By: Davis Houck
A stalwart in the drive to bring northern students—white and black—to the Mississippi Delta in the 1960s, World War II veteran Amzie Moore is less well known for the vital role he played in the Emmett Till case. As the murder trial got underway in Sumner during the week of September 19, word got back to Mound Bayou surgeon, Dr. T. R. M. Howard, among others, that several black plantation workers had either seen Emmett Till on the back of a pick-up truck near Drew and/or they had heard screams coming from a seed barn on Sunday morning, August 28.

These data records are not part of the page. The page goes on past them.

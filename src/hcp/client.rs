//! TFE HTTP client for API interactions

use log::Level;
use reqwest::Client;
use serde::de::DeserializeOwned;
use std::fmt;
use std::time::Duration;

use crate::error::{Result, TfeError};
use crate::hcp::endpoint_config::EndpointConfig;

/// TFE API client
///
/// Thin wrapper over a `reqwest::Client` whose default headers carry the
/// bearer token and JSON:API content type. Cloning is cheap and shares the
/// connection pool.
#[derive(Clone)]
pub struct TfeClient {
    client: Client,
    config: EndpointConfig,
    base_url: String,
}

impl fmt::Debug for TfeClient {
    fn fmt(&self, f: &mut fmt::Formatter<'_>) -> fmt::Result {
        f.debug_struct("TfeClient")
            .field("base_url", &self.base_url)
            .field("organization", &self.config.org_name())
            .field("verify", &self.config.verify())
            .finish()
    }
}

impl TfeClient {
    /// Create a new TFE client with optimized connection settings
    pub fn new(config: EndpointConfig) -> Result<Self> {
        let client = Client::builder()
            .default_headers(config.headers().clone())
            .user_agent(format!("tfcaccess/{}", env!("CARGO_PKG_VERSION")))
            .danger_accept_invalid_certs(!config.verify())
            // Connection pool settings - reuse connections
            .pool_max_idle_per_host(20)
            .pool_idle_timeout(Duration::from_secs(90))
            .tcp_keepalive(Duration::from_secs(60))
            .connect_timeout(Duration::from_secs(10))
            .timeout(Duration::from_secs(30))
            .build()?;

        let base_url = config.api_v2_base_url();

        Ok(Self {
            client,
            config,
            base_url,
        })
    }

    /// Settings this client was built from
    pub fn config(&self) -> &EndpointConfig {
        &self.config
    }

    /// Organization every organization-scoped call targets
    pub fn organization(&self) -> &str {
        self.config.org_name()
    }

    /// Base URL for v2 API requests (no trailing slash)
    pub fn base_url(&self) -> &str {
        &self.base_url
    }

    /// Log through the `log` facade, capped at the configured level
    pub(crate) fn log(&self, level: Level, args: fmt::Arguments<'_>) {
        if level <= self.config.log_level() {
            log::log!(level, "{}", args);
        }
    }

    /// Create a GET request builder
    pub(crate) fn get(&self, url: &str) -> reqwest::RequestBuilder {
        self.client.get(url)
    }

    /// Create a POST request builder
    pub(crate) fn post(&self, url: &str) -> reqwest::RequestBuilder {
        self.client.post(url)
    }

    /// Create a PATCH request builder
    pub(crate) fn patch(&self, url: &str) -> reqwest::RequestBuilder {
        self.client.patch(url)
    }

    /// Create a DELETE request builder
    pub(crate) fn delete(&self, url: &str) -> reqwest::RequestBuilder {
        self.client.delete(url)
    }

    /// Send a request and parse a JSON body, failing on non-success status
    pub(crate) async fn send_json<T>(
        &self,
        request: reqwest::RequestBuilder,
        error_context: &str,
    ) -> Result<T>
    where
        T: DeserializeOwned,
    {
        let response = request.send().await?;
        let status = response.status();
        self.log(
            Level::Debug,
            format_args!("{} -> {}", error_context, status.as_u16()),
        );

        if !status.is_success() {
            return Err(api_error(response, error_context).await);
        }
        Ok(response.json().await?)
    }

    /// Send a request whose success response carries no meaningful body
    pub(crate) async fn send_empty(
        &self,
        request: reqwest::RequestBuilder,
        error_context: &str,
    ) -> Result<()> {
        let response = request.send().await?;
        let status = response.status();
        self.log(
            Level::Debug,
            format_args!("{} -> {}", error_context, status.as_u16()),
        );

        if !status.is_success() {
            return Err(api_error(response, error_context).await);
        }
        Ok(())
    }
}

/// Convert a non-success response into `TfeError::Api`
///
/// JSON:API error bodies (`{"errors": [{"status", "title", "detail"}]}`)
/// are folded into the message; anything else is appended verbatim.
async fn api_error(response: reqwest::Response, error_context: &str) -> TfeError {
    let status = response.status().as_u16();
    let body = response.text().await.unwrap_or_default();
    TfeError::Api {
        status,
        message: api_error_message(error_context, &body),
    }
}

fn api_error_message(error_context: &str, body: &str) -> String {
    let details: Vec<String> = serde_json::from_str::<serde_json::Value>(body)
        .ok()
        .and_then(|v| v["errors"].as_array().cloned())
        .map(|errors| {
            errors
                .iter()
                .filter_map(|e| e["detail"].as_str().or_else(|| e["title"].as_str()))
                .map(str::to_string)
                .collect()
        })
        .unwrap_or_default();

    if !details.is_empty() {
        format!("Failed to {}: {}", error_context, details.join("; "))
    } else if body.trim().is_empty() {
        format!("Failed to {}", error_context)
    } else {
        format!("Failed to {}: {}", error_context, body.trim())
    }
}

#[cfg(test)]
impl TfeClient {
    /// Create a test client pointed at a mock server
    pub fn test_client(base_url: &str) -> Self {
        let config = EndpointConfig::new(base_url, "my-org", "test-token")
            .expect("valid test config");
        Self::new(config).expect("valid test client")
    }
}
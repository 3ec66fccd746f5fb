use std::fmt;

use crate::hcp::Entitlement;

/// Custom error type for TFE operations
#[derive(Debug)]
pub enum TfeError {
    /// HTTP request failed
    Http(reqwest::Error),
    /// API returned an error response
    Api { status: u16, message: String },
    /// Organization lacks entitlements the endpoint requires
    MissingEntitlements {
        organization: String,
        missing: Vec<Entitlement>,
    },
    /// Filter entry is malformed
    InvalidFilter(String),
    /// Token not found in any source
    TokenNotFound(String),
    /// Host not found in any source
    HostNotFound(String),
    /// Failed to read or parse credentials file
    Credentials(String),
    /// JSON parsing error
    Json(String),
    /// Configuration error
    Config(String),
}

impl fmt::Display for TfeError {
    fn fmt(&self, f: &mut fmt::Formatter<'_>) -> fmt::Result {
        match self {
            TfeError::Http(e) => write!(f, "HTTP request failed: {}", e),
            TfeError::Api { status, message } => {
                write!(f, "API error (status {}): {}", status, message)
            }
            TfeError::MissingEntitlements {
                organization,
                missing,
            } => {
                let names: Vec<&str> = missing.iter().map(|e| e.as_str()).collect();
                write!(
                    f,
                    "Organization '{}' is missing required entitlement(s): {}",
                    organization,
                    names.join(", ")
                )
            }
            TfeError::InvalidFilter(msg) => write!(f, "Invalid filter: {}", msg),
            TfeError::TokenNotFound(msg) => write!(f, "{}", msg),
            TfeError::HostNotFound(msg) => write!(f, "{}", msg),
            TfeError::Credentials(msg) => write!(f, "{}", msg),
            TfeError::Json(msg) => write!(f, "JSON error: {}", msg),
            TfeError::Config(msg) => write!(f, "Configuration error: {}", msg),
        }
    }
}

impl std::error::Error for TfeError {
    fn source(&self) -> Option<&(dyn std::error::Error + 'static)> {
        match self {
            TfeError::Http(e) => Some(e),
            _ => None,
        }
    }
}

impl From<reqwest::Error> for TfeError {
    fn from(err: reqwest::Error) -> Self {
        TfeError::Http(err)
    }
}

impl From<serde_json::Error> for TfeError {
    fn from(err: serde_json::Error) -> Self {
        TfeError::Json(err.to_string())
    }
}

impl From<std::io::Error> for TfeError {
    fn from(err: std::io::Error) -> Self {
        TfeError::Credentials(err.to_string())
    }
}

/// Result type alias for TFE operations
pub type Result<T> = std::result::Result<T, TfeError>;
//! Common utilities for output formatters

use serde::Serialize;

/// Escape a value for CSV output
/// Handles commas, quotes, and newlines according to RFC 4180
pub fn escape_csv(value: &str) -> String {
    if value.contains(',') || value.contains('"') || value.contains('\n') {
        format!("\"{}\"", value.replace('"', "\"\""))
    } else {
        value.to_string()
    }
}

/// Print a value as pretty JSON
pub fn print_json<T: Serialize + ?Sized>(value: &T) {
    match serde_json::to_string_pretty(value) {
        Ok(json) => println!("{}", json),
        Err(e) => eprintln!("Error serializing to JSON: {}", e),
    }
}

/// Print a value as YAML
pub fn print_yaml<T: Serialize + ?Sized>(value: &T) {
    match serde_yml::to_string(value) {
        Ok(yaml) => print!("{}", yaml),
        Err(e) => eprintln!("Error serializing to YAML: {}", e),
    }
}
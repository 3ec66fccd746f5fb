//! tfcaccess - Main entry point

use clap::Parser;
use log::debug;

use tfcaccess::{run_team_access_command, Cli};

#[tokio::main]
async fn main() {
    let cli = Cli::parse();

    env_logger::Builder::from_env(env_logger::Env::default().default_filter_or(&cli.log_level))
        .init();

    debug!("Starting tfcaccess v{}", env!("CARGO_PKG_VERSION"));

    if let Err(e) = run_team_access_command(&cli).await {
        eprintln!("Error: {}", e);
        std::process::exit(1);
    }
}
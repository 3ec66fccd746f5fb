//! Output formatting module
//!
//! Renders team access bindings as table, CSV, JSON or YAML.

mod common;
mod team_access;

pub use team_access::{output_team_access, output_team_access_list};
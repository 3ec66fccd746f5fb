//! Organization entitlements - feature flags that gate API access

mod api;
mod models;

pub use models::{Entitlement, EntitlementSet};
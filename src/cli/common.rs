//! Common CLI types shared across commands

use clap::ValueEnum;

/// Output format options
#[derive(Debug, Clone, Copy, PartialEq, Eq, ValueEnum)]
pub enum OutputFormat {
    /// ASCII table (default)
    Table,
    /// Comma-separated values
    Csv,
    /// JSON
    Json,
    /// YAML format
    Yaml,
}

impl std::fmt::Display for OutputFormat {
    fn fmt(&self, f: &mut std::fmt::Formatter<'_>) -> std::fmt::Result {
        match self {
            OutputFormat::Table => write!(f, "table"),
            OutputFormat::Csv => write!(f, "csv"),
            OutputFormat::Json => write!(f, "json"),
            OutputFormat::Yaml => write!(f, "yaml"),
        }
    }
}
//! API token resolution from the CLI, the environment and the Terraform credentials file

use log::debug;
use serde::Deserialize;
use std::collections::BTreeMap;
use std::fs;
use std::path::{Path, PathBuf};

use crate::config::credentials;
use crate::error::{Result, TfeError};

/// `credentials.tfrc.json` as written by `terraform login`
#[derive(Deserialize, Debug, Default)]
pub(crate) struct CredentialsFile {
    #[serde(default)]
    pub(crate) credentials: BTreeMap<String, CredentialEntry>,
}

#[derive(Deserialize, Debug)]
pub(crate) struct CredentialEntry {
    #[serde(default)]
    pub(crate) token: Option<String>,
}

impl CredentialsFile {
    /// Load the file at `path`. A missing file yields `Ok(None)`.
    pub(crate) fn load(path: &Path) -> Result<Option<Self>> {
        debug!("Looking for credentials file at: {}", path.display());

        let content = match fs::read_to_string(path) {
            Err(e) if e.kind() == std::io::ErrorKind::NotFound => return Ok(None),
            result => result?,
        };

        let file = serde_json::from_str(&content).inspect_err(|e| {
            debug!("Could not parse credentials file {}: {}", path.display(), e)
        })?;
        Ok(Some(file))
    }

    /// Hosts present in the file, sorted
    pub(crate) fn hosts(&self) -> Vec<String> {
        self.credentials.keys().cloned().collect()
    }

    pub(crate) fn token_for(&self, host: &str) -> Option<&str> {
        self.credentials
            .get(host)
            .and_then(|entry| entry.token.as_deref())
            .filter(|token| !token.is_empty())
    }
}

/// Path to the Terraform credentials file (platform-specific)
/// - Windows: %APPDATA%\terraform.d\credentials.tfrc.json
/// - Linux/macOS: ~/.terraform.d/credentials.tfrc.json
pub(crate) fn default_credentials_path() -> Option<PathBuf> {
    #[cfg(windows)]
    {
        dirs::config_dir().map(|p| p.join(credentials::FILE_NAME))
    }

    #[cfg(not(windows))]
    {
        dirs::home_dir().map(|p| p.join(credentials::FILE_PATH_UNIX))
    }
}

/// Token resolution with fallback logic
#[derive(Debug)]
pub struct TokenResolver {
    host: String,
    credentials_path: Option<PathBuf>,
    use_env: bool,
}

impl TokenResolver {
    /// Create a new token resolver for the given host
    pub fn new(host: &str) -> Self {
        Self {
            host: host.to_string(),
            credentials_path: default_credentials_path(),
            use_env: true,
        }
    }

    /// Read credentials from `path` instead of the platform default
    pub fn with_credentials_path(mut self, path: impl Into<PathBuf>) -> Self {
        self.credentials_path = Some(path.into());
        self
    }

    /// Skip the environment variable lookup
    pub fn without_env(mut self) -> Self {
        self.use_env = false;
        self
    }

    /// Resolve token from multiple sources with fallback:
    /// 1. CLI argument (if provided)
    /// 2. Environment variables (TFE_TOKEN, TFC_TOKEN - in order)
    /// 3. Credentials file entry for the host
    pub fn resolve(&self, cli_token: Option<&str>) -> Result<String> {
        if let Some(token) = cli_token.filter(|t| !t.is_empty()) {
            debug!("Using token from CLI argument");
            return Ok(token.to_string());
        }

        if self.use_env {
            for env_var in credentials::TOKEN_ENV_VARS {
                if let Ok(token) = std::env::var(env_var) {
                    if !token.is_empty() {
                        debug!("Using token from {} environment variable", env_var);
                        return Ok(token);
                    }
                }
            }
        }

        debug!(
            "No token found in environment variables {:?}, trying credentials file",
            credentials::TOKEN_ENV_VARS
        );
        self.read_from_credentials_file()
    }

    fn read_from_credentials_file(&self) -> Result<String> {
        let path = self
            .credentials_path
            .as_deref()
            .ok_or_else(|| TfeError::TokenNotFound(self.token_not_found_message(None)))?;

        let file = CredentialsFile::load(path)?
            .ok_or_else(|| TfeError::TokenNotFound(self.token_not_found_message(Some(path))))?;

        match file.token_for(&self.host) {
            Some(token) => {
                debug!(
                    "Using token from credentials file {} for host: {}",
                    path.display(),
                    self.host
                );
                Ok(token.to_string())
            }
            None => Err(TfeError::TokenNotFound(
                self.token_not_found_message(Some(path)),
            )),
        }
    }

    fn token_not_found_message(&self, credentials_path: Option<&Path>) -> String {
        let env_vars = credentials::TOKEN_ENV_VARS.join(", ");
        let creds_info = credentials_path
            .map(|p| format!(" or in credentials file {}", p.display()))
            .unwrap_or_default();

        format!(
            "No API token found for host '{}'. Please provide a token using one of:\n\
             \n\
             1. CLI argument:      tfcaccess --token <TOKEN>\n\
             2. Environment var:   export TFE_TOKEN=<TOKEN>  (also: TFC_TOKEN)\n\
             3. Terraform login:   terraform login {}\n\
             \n\
             Checked: env vars [{}]{}",
            self.host, self.host, env_vars, creds_info
        )
    }
}

#[cfg(test)]
mod tests {
    use super::*;
    use std::io::Write;
    use tempfile::NamedTempFile;

    fn credentials_file(json: &str) -> NamedTempFile {
        let mut file = NamedTempFile::new().unwrap();
        file.write_all(json.as_bytes()).unwrap();
        file
    }

    #[test]
    fn test_resolver_cli_token_takes_precedence() {
        let resolver = TokenResolver::new("test.example.com");
        assert_eq!(resolver.resolve(Some("cli-token-123")).unwrap(), "cli-token-123");
    }

    #[test]
    fn test_resolver_token_from_credentials_file() {
        let file = credentials_file(
            r#"{
                "credentials": {
                    "app.terraform.io": { "token": "test-token-123" },
                    "custom.host.com": { "token": "custom-token-456" }
                }
            }"#,
        );

        let resolver = TokenResolver::new("custom.host.com")
            .with_credentials_path(file.path())
            .without_env();
        assert_eq!(resolver.resolve(None).unwrap(), "custom-token-456");
    }

    #[test]
    fn test_resolver_host_missing_from_file() {
        let file = credentials_file(r#"{"credentials": {"other.host": {"token": "x"}}}"#);

        let resolver = TokenResolver::new("app.terraform.io")
            .with_credentials_path(file.path())
            .without_env();
        let err = resolver.resolve(None).unwrap_err();
        assert!(matches!(err, TfeError::TokenNotFound(_)));
        assert!(err.to_string().contains(&file.path().display().to_string()));
    }

    #[test]
    fn test_resolver_missing_file() {
        let dir = tempfile::tempdir().unwrap();
        let resolver = TokenResolver::new("app.terraform.io")
            .with_credentials_path(dir.path().join("absent.json"))
            .without_env();
        assert!(matches!(
            resolver.resolve(None),
            Err(TfeError::TokenNotFound(_))
        ));
    }

    #[test]
    fn test_resolver_malformed_file() {
        let file = credentials_file("not json");
        let resolver = TokenResolver::new("app.terraform.io")
            .with_credentials_path(file.path())
            .without_env();
        assert!(matches!(resolver.resolve(None), Err(TfeError::Json(_))));
    }

    #[test]
    fn test_resolver_unreadable_path() {
        let dir = tempfile::tempdir().unwrap();
        let resolver = TokenResolver::new("app.terraform.io")
            .with_credentials_path(dir.path())
            .without_env();
        assert!(matches!(
            resolver.resolve(None),
            Err(TfeError::Credentials(_))
        ));
    }

    #[test]
    fn test_token_not_found_message_format() {
        let resolver = TokenResolver::new("app.terraform.io");
        let msg = resolver.token_not_found_message(None);
        assert!(msg.contains("app.terraform.io"));
        assert!(msg.contains("tfcaccess --token"));
        assert!(msg.contains("TFE_TOKEN"));
        assert!(msg.contains("terraform login"));
    }

    #[test]
    fn test_credentials_file_empty_token_ignored() {
        let file: CredentialsFile =
            serde_json::from_str(r#"{"credentials": {"a.host": {"token": ""}, "b.host": {}}}"#)
                .unwrap();
        assert!(file.token_for("a.host").is_none());
        assert!(file.token_for("b.host").is_none());
        assert_eq!(file.hosts(), vec!["a.host", "b.host"]);
    }

    #[test]
    fn test_default_credentials_path() {
        let path = default_credentials_path();
        assert!(path.is_some());
        assert!(path
            .unwrap()
            .to_string_lossy()
            .contains("credentials.tfrc.json"));
    }
}
//! Connection settings shared by every endpoint

use log::LevelFilter;
use reqwest::header::{HeaderMap, HeaderValue, AUTHORIZATION, CONTENT_TYPE};

use crate::config::api;
use crate::error::{Result, TfeError};
use crate::hcp::discovery::WellKnownPaths;

/// Endpoint configuration
///
/// Built once and handed to [`TfeClient::new`](crate::hcp::TfeClient::new),
/// which owns it for the rest of its life. There are no setters on the
/// client, so the settings cannot drift between requests.
#[derive(Debug, Clone)]
pub struct EndpointConfig {
    instance_url: String,
    org_name: String,
    headers: HeaderMap,
    well_known_paths: WellKnownPaths,
    verify: bool,
    log_level: LevelFilter,
}

impl EndpointConfig {
    /// Create a configuration for an instance, organization and API token
    ///
    /// `instance_url` may be a bare host (`app.terraform.io`), in which case
    /// `https://` is assumed.
    pub fn new(instance_url: &str, org_name: &str, token: &str) -> Result<Self> {
        if org_name.trim().is_empty() {
            return Err(TfeError::Config(
                "Organization name must not be empty".to_string(),
            ));
        }

        Ok(Self {
            instance_url: normalize_instance_url(instance_url),
            org_name: org_name.to_string(),
            headers: auth_headers(token)?,
            well_known_paths: WellKnownPaths::default(),
            verify: true,
            log_level: LevelFilter::Trace,
        })
    }

    /// Use service paths discovered from the instance
    pub fn with_well_known_paths(mut self, paths: WellKnownPaths) -> Self {
        self.well_known_paths = paths;
        self
    }

    /// Enable or disable TLS certificate verification
    pub fn with_verify(mut self, verify: bool) -> Self {
        self.verify = verify;
        self
    }

    /// Cap the level of request logging emitted by clients built from this config
    pub fn with_log_level(mut self, level: LevelFilter) -> Self {
        self.log_level = level;
        self
    }

    pub fn instance_url(&self) -> &str {
        &self.instance_url
    }

    pub fn org_name(&self) -> &str {
        &self.org_name
    }

    pub fn headers(&self) -> &HeaderMap {
        &self.headers
    }

    pub fn well_known_paths(&self) -> &WellKnownPaths {
        &self.well_known_paths
    }

    pub fn verify(&self) -> bool {
        self.verify
    }

    pub fn log_level(&self) -> LevelFilter {
        self.log_level
    }

    /// Base URL of the v2 API for this instance
    pub fn api_v2_base_url(&self) -> String {
        self.well_known_paths.api_v2_base_url(&self.instance_url)
    }
}

/// Prefix a bare host with `https://` and drop trailing slashes
pub fn normalize_instance_url(instance_url: &str) -> String {
    let trimmed = instance_url.trim().trim_end_matches('/');
    if trimmed.starts_with("http://") || trimmed.starts_with("https://") {
        trimmed.to_string()
    } else {
        format!("https://{}", trimmed)
    }
}

/// Standard headers sent with every API request
fn auth_headers(token: &str) -> Result<HeaderMap> {
    let mut bearer = HeaderValue::from_str(&format!("Bearer {}", token))
        .map_err(|_| TfeError::Config("API token contains invalid characters".to_string()))?;
    bearer.set_sensitive(true);

    let mut headers = HeaderMap::new();
    headers.insert(AUTHORIZATION, bearer);
    headers.insert(CONTENT_TYPE, HeaderValue::from_static(api::CONTENT_TYPE));
    Ok(headers)
}
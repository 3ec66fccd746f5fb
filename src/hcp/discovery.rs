//! Terraform service discovery (`/.well-known/terraform.json`)

use log::debug;
use serde::{Deserialize, Serialize};
use std::collections::BTreeMap;
use std::time::Duration;

use crate::config::api;
use crate::error::{Result, TfeError};

/// Service-discovery map advertised by a TFE/HCP instance
///
/// Keys are service identifiers (`tfe.v2`, `modules.v1`, `state.v2`, ...),
/// values are paths relative to the instance URL or absolute URLs.
/// Object-valued services such as `login.v1` are skipped.
#[derive(Deserialize, Serialize, Debug, Clone, Default, PartialEq, Eq)]
#[serde(
    from = "BTreeMap<String, serde_json::Value>",
    into = "BTreeMap<String, String>"
)]
pub struct WellKnownPaths {
    paths: BTreeMap<String, String>,
}

impl From<BTreeMap<String, serde_json::Value>> for WellKnownPaths {
    fn from(document: BTreeMap<String, serde_json::Value>) -> Self {
        let paths = document
            .into_iter()
            .filter_map(|(service, value)| match value {
                serde_json::Value::String(path) => Some((service, path)),
                _ => None,
            })
            .collect();
        Self { paths }
    }
}

impl From<WellKnownPaths> for BTreeMap<String, String> {
    fn from(paths: WellKnownPaths) -> Self {
        paths.paths
    }
}

impl WellKnownPaths {
    /// Build from an explicit map
    pub fn from_map(paths: BTreeMap<String, String>) -> Self {
        Self { paths }
    }

    /// Look up a service path by identifier
    pub fn get(&self, service: &str) -> Option<&str> {
        self.paths.get(service).map(String::as_str)
    }

    /// Path of the v2 API, falling back to `/api/v2` when not advertised
    pub fn api_v2_path(&self) -> &str {
        self.get(api::WELL_KNOWN_TFE_V2).unwrap_or(api::BASE_PATH)
    }

    /// Resolve the v2 API base URL against an instance URL
    ///
    /// Returned URL never carries a trailing slash.
    pub fn api_v2_base_url(&self, instance_url: &str) -> String {
        let path = self.api_v2_path();
        if path.starts_with("http://") || path.starts_with("https://") {
            return path.trim_end_matches('/').to_string();
        }
        let trimmed = path.trim_matches('/');
        let instance = instance_url.trim_end_matches('/');
        if trimmed.is_empty() {
            instance.to_string()
        } else {
            format!("{}/{}", instance, trimmed)
        }
    }

    /// Fetch the discovery document from an instance
    ///
    /// The document is public, so no credentials are sent.
    pub async fn discover(instance_url: &str, verify: bool) -> Result<Self> {
        let url = format!(
            "{}{}",
            instance_url.trim_end_matches('/'),
            api::WELL_KNOWN_PATH
        );
        debug!("Discovering service paths from: {}", url);

        let client = reqwest::Client::builder()
            .danger_accept_invalid_certs(!verify)
            .connect_timeout(Duration::from_secs(10))
            .timeout(Duration::from_secs(30))
            .build()?;

        let response = client.get(&url).send().await?;
        if !response.status().is_success() {
            return Err(TfeError::Api {
                status: response.status().as_u16(),
                message: format!("Failed to fetch service discovery from '{}'", url),
            });
        }

        let body = response.text().await?;
        let paths: WellKnownPaths = serde_json::from_str(&body)?;
        debug!("Discovered {} service path(s)", paths.paths.len());
        Ok(paths)
    }
}

#[cfg(test)]
mod tests {
    use super::*;
    use wiremock::matchers::{method, path};
    use wiremock::{Mock, MockServer, ResponseTemplate};

    fn paths(entries: &[(&str, &str)]) -> WellKnownPaths {
        WellKnownPaths::from_map(
            entries
                .iter()
                .map(|(k, v)| (k.to_string(), v.to_string()))
                .collect(),
        )
    }

    #[test]
    fn test_default_api_v2_path() {
        let wk = WellKnownPaths::default();
        assert_eq!(wk.api_v2_path(), "/api/v2");
        assert_eq!(
            wk.api_v2_base_url("https://app.terraform.io"),
            "https://app.terraform.io/api/v2"
        );
    }

    #[test]
    fn test_api_v2_base_url_strips_slashes() {
        let wk = paths(&[("tfe.v2", "/api/v2/")]);
        assert_eq!(
            wk.api_v2_base_url("https://tfe.example.com/"),
            "https://tfe.example.com/api/v2"
        );
    }

    #[test]
    fn test_api_v2_base_url_absolute() {
        let wk = paths(&[("tfe.v2", "https://api.example.com/v2/")]);
        assert_eq!(
            wk.api_v2_base_url("https://tfe.example.com"),
            "https://api.example.com/v2"
        );
    }

    #[test]
    fn test_api_v2_base_url_root_path() {
        let wk = paths(&[("tfe.v2", "/")]);
        assert_eq!(
            wk.api_v2_base_url("http://127.0.0.1:8080"),
            "http://127.0.0.1:8080"
        );
    }

    #[test]
    fn test_deserialize_discovery_document() {
        let wk: WellKnownPaths = serde_json::from_value(serde_json::json!({
            "login.v1": {
                "client": "terraform-cli",
                "grant_types": ["authz_code", "token"],
                "authz": "/app/oauth2/authorize",
                "token": "/oauth2/token",
                "ports": [10000, 10010]
            },
            "modules.v1": "/api/registry/v1/modules/",
            "motd.v1": "/api/terraform/motd",
            "state.v2": "/api/v2/",
            "tfe.v2": "/api/v2/",
            "tfe.v2.1": "/api/v2/",
            "tfe.v2.2": "/api/v2/"
        }))
        .unwrap();
        assert_eq!(wk.get("modules.v1"), Some("/api/registry/v1/modules/"));
        assert_eq!(wk.api_v2_path(), "/api/v2/");
        assert!(wk.get("versions.v1").is_none());
        assert!(wk.get("login.v1").is_none());
    }

    #[test]
    fn test_serialize_keeps_string_paths() {
        let wk = paths(&[("tfe.v2", "/api/v2/")]);
        assert_eq!(
            serde_json::to_value(&wk).unwrap(),
            serde_json::json!({ "tfe.v2": "/api/v2/" })
        );
    }

    #[tokio::test]
    async fn test_discover() {
        let mock_server = MockServer::start().await;

        Mock::given(method("GET"))
            .and(path("/.well-known/terraform.json"))
            .respond_with(ResponseTemplate::new(200).set_body_json(serde_json::json!({
                "login.v1": {
                    "client": "terraform-cli",
                    "grant_types": ["authz_code", "token"],
                    "authz": "/app/oauth2/authorize",
                    "token": "/oauth2/token",
                    "ports": [10000, 10010]
                },
                "modules.v1": "/api/registry/v1/modules/",
                "tfe.v2": "/api/v2/"
            })))
            .mount(&mock_server)
            .await;

        let wk = WellKnownPaths::discover(&mock_server.uri(), true)
            .await
            .unwrap();
        assert_eq!(wk.api_v2_path(), "/api/v2/");
        assert!(wk.get("login.v1").is_none());
        assert_eq!(
            wk.api_v2_base_url(&mock_server.uri()),
            format!("{}/api/v2", mock_server.uri())
        );
    }

    #[tokio::test]
    async fn test_discover_not_found() {
        let mock_server = MockServer::start().await;

        Mock::given(method("GET"))
            .and(path("/.well-known/terraform.json"))
            .respond_with(ResponseTemplate::new(404))
            .mount(&mock_server)
            .await;

        let result = WellKnownPaths::discover(&mock_server.uri(), true).await;
        match result.unwrap_err() {
            TfeError::Api { status, .. } => assert_eq!(status, 404),
            other => panic!("Expected TfeError::Api, got {:?}", other),
        }
    }

    #[tokio::test]
    async fn test_discover_malformed_document() {
        let mock_server = MockServer::start().await;

        Mock::given(method("GET"))
            .and(path("/.well-known/terraform.json"))
            .respond_with(ResponseTemplate::new(200).set_body_string("<html>"))
            .mount(&mock_server)
            .await;

        let result = WellKnownPaths::discover(&mock_server.uri(), true).await;
        assert!(matches!(result, Err(TfeError::Json(_))));
    }
}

The problem the prosecution faced was two-fold: locating the workers and convincing them to testify; moreover, the trial had already started so time was of the essence.
On Tuesday, September 20, Moore, along with Mississippi National Association for the Advancement of Colored People (NAACP) Field Secretary, Medgar Evers, and NAACP Regional Director, Ruby Hurley, rendezvoused at Moore’s home in the western Delta community of Cleveland. Here they changed into workers’ clothes and swapped automobiles in order to be less conspicuous as they visited several area plantations in search of witnesses. No doubt Moore was the leader of this undercover threesome as Evers and Hurley were not native to the area, nor were they very familiar with the local plantations. They eventually located at least five witnesses to the Sunday beating, including 18-year-old black field-hand, Willie Reed, who gamely testified the following day in Sumner. It was Reed’s stunning testimony, corroborated by neighbor Mandy Bradley and his grandfather, Add Reed, that put Till and his captors in Drew and Sunflower County in the early morning hours of August 28. While the defense tried to discredit Reed as being too far from the seed barn to identify the lynching party, history has vindicated Reed’s unflinching testimony. Soon after the murder trial, Reed was re-located to Chicago and hospitalized from a nervous breakdown. He would live in Chicago the rest of his life.
Moore’s reputation as a fearless civil rights advocate soon spread to a new student-led organization in 1961, the Student Nonviolent Coordinating Committee (SNCC). At the insistence of Ella Baker, Robert Moses sought out Moore for a possible voting rights project in Mississippi, the “belly of the beast” when it came to civil rights organizing. Moore gamely provided SNCC workers with food, shelter, and perhaps most importantly, contacts of key leaders who could be trusted with such a perilous mission. Without Moore’s courageous activism, SNCC’s remarkable campaign in Mississippi would have likely been very different. Moore died in 1982 at the age of 69.